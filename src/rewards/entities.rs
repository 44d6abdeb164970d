//! Reward-bearing entities and claim states

use std::fmt;

use serde::Serialize;

use super::generator::RewardBundle;
use super::tiers::RewardTier;
use crate::progress::{TokenAmount, WalletAddress};

/// What kind of thing pays out a reward
#[derive(Debug, Clone, Copy, PartialEq, Eq, Hash, Serialize)]
#[serde(rename_all = "snake_case")]
pub enum EntityKind {
    /// A finished learning module
    Module,
    /// A daily challenge
    Challenge,
    /// A mystery box, rolled when opened
    MysteryBox,
    /// The paid completion NFT for a module
    NftMint,
}

impl EntityKind {
    pub fn as_str(&self) -> &'static str {
        match self {
            Self::Module => "module",
            Self::Challenge => "challenge",
            Self::MysteryBox => "mystery_box",
            Self::NftMint => "nft_mint",
        }
    }

    pub fn from_str(s: &str) -> Option<Self> {
        match s {
            "module" => Some(Self::Module),
            "challenge" => Some(Self::Challenge),
            "mystery_box" => Some(Self::MysteryBox),
            "nft_mint" => Some(Self::NftMint),
            _ => None,
        }
    }

    pub fn label(&self) -> &'static str {
        match self {
            Self::Module => "module",
            Self::Challenge => "challenge",
            Self::MysteryBox => "mystery box",
            Self::NftMint => "completion NFT",
        }
    }
}

/// Identifies one rewardable entity owned by one wallet
#[derive(Debug, Clone, PartialEq, Eq, Hash, Serialize)]
pub struct EntityRef {
    pub wallet: WalletAddress,
    pub kind: EntityKind,
    pub id: String,
}

impl EntityRef {
    pub fn new(wallet: WalletAddress, kind: EntityKind, id: impl Into<String>) -> Self {
        Self {
            wallet,
            kind,
            id: id.into(),
        }
    }
}

impl fmt::Display for EntityRef {
    fn fmt(&self, f: &mut fmt::Formatter<'_>) -> fmt::Result {
        write!(f, "{} '{}' of {}", self.kind.label(), self.id, self.wallet.short())
    }
}

/// How the payout of an entity is determined
#[derive(Debug, Clone, PartialEq, Eq, Serialize)]
#[serde(rename_all = "snake_case")]
pub enum RewardSpec {
    /// Known amounts, e.g. module and challenge rewards
    Fixed(RewardBundle),
    /// Rolled by the generator at claim time
    Rolled(RewardTier),
}

/// Payout state of an entity
///
/// `Unclaimed -> Claimed` for free claims,
/// `Unclaimed -> InFlight -> Claimed` (or back to `Unclaimed`) for paid ones.
#[derive(Debug, Clone, Copy, PartialEq, Eq, Serialize)]
#[serde(rename_all = "snake_case")]
pub enum ClaimState {
    Unclaimed,
    InFlight,
    Claimed,
}

impl ClaimState {
    pub fn as_str(&self) -> &'static str {
        match self {
            Self::Unclaimed => "unclaimed",
            Self::InFlight => "in_flight",
            Self::Claimed => "claimed",
        }
    }

    pub fn from_str(s: &str) -> Option<Self> {
        match s {
            "unclaimed" => Some(Self::Unclaimed),
            "in_flight" => Some(Self::InFlight),
            "claimed" => Some(Self::Claimed),
            _ => None,
        }
    }
}

/// Entity as stored
#[derive(Debug, Clone, PartialEq, Eq, Serialize)]
pub struct RewardableEntity {
    pub entity: EntityRef,
    pub completed: bool,
    pub state: ClaimState,
    pub reward: RewardSpec,
    pub created_at: i64,
    pub reserved_at: Option<i64>,
    pub claimed_at: Option<i64>,
}

impl RewardableEntity {
    pub fn is_claimed(&self) -> bool {
        self.state == ClaimState::Claimed
    }
}

/// An entity to register
#[derive(Debug, Clone)]
pub struct NewRewardable {
    pub entity: EntityRef,
    pub completed: bool,
    pub reward: RewardSpec,
}

impl NewRewardable {
    pub fn fixed(entity: EntityRef, xp: u64, tokens: TokenAmount) -> Self {
        Self {
            entity,
            completed: false,
            reward: RewardSpec::Fixed(RewardBundle::fixed(xp, tokens, None)),
        }
    }

    pub fn rolled(entity: EntityRef, tier: RewardTier) -> Self {
        Self {
            entity,
            completed: false,
            reward: RewardSpec::Rolled(tier),
        }
    }

    pub fn completed(mut self) -> Self {
        self.completed = true;
        self
    }
}

/// A committed payout
#[derive(Debug, Clone, PartialEq, Eq, Serialize)]
pub struct ClaimReceipt {
    pub entity: EntityRef,
    pub bundle: RewardBundle,
    pub claimed_at: i64,
    pub tx_signature: Option<String>,
}

/// Result of a claim attempt
#[derive(Debug, Clone, PartialEq, Eq, Serialize)]
#[serde(tag = "outcome", rename_all = "snake_case")]
pub enum ClaimOutcome {
    /// This call performed the transition and paid out
    Claimed(ClaimReceipt),
    /// Someone already claimed it; nothing was paid
    AlreadyClaimed,
    /// A paid claim for this entity is in progress
    InFlight,
}

impl ClaimOutcome {
    pub fn is_claimed(&self) -> bool {
        matches!(self, Self::Claimed(_))
    }

    pub fn receipt(&self) -> Option<&ClaimReceipt> {
        match self {
            Self::Claimed(receipt) => Some(receipt),
            _ => None,
        }
    }
}

/// Result of reserving a paid claim
#[derive(Debug, Clone, Copy, PartialEq, Eq)]
pub enum Reservation {
    /// This caller holds the lease and must finalize or release it
    Reserved,
    AlreadyClaimed,
    InFlight,
}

**Directions**
Scan the entries above and return each line that holds "RewardTier".

**Written solution**
use super::tiers::RewardTier;
    Rolled(RewardTier),
    pub fn rolled(entity: EntityRef, tier: RewardTier) -> Self {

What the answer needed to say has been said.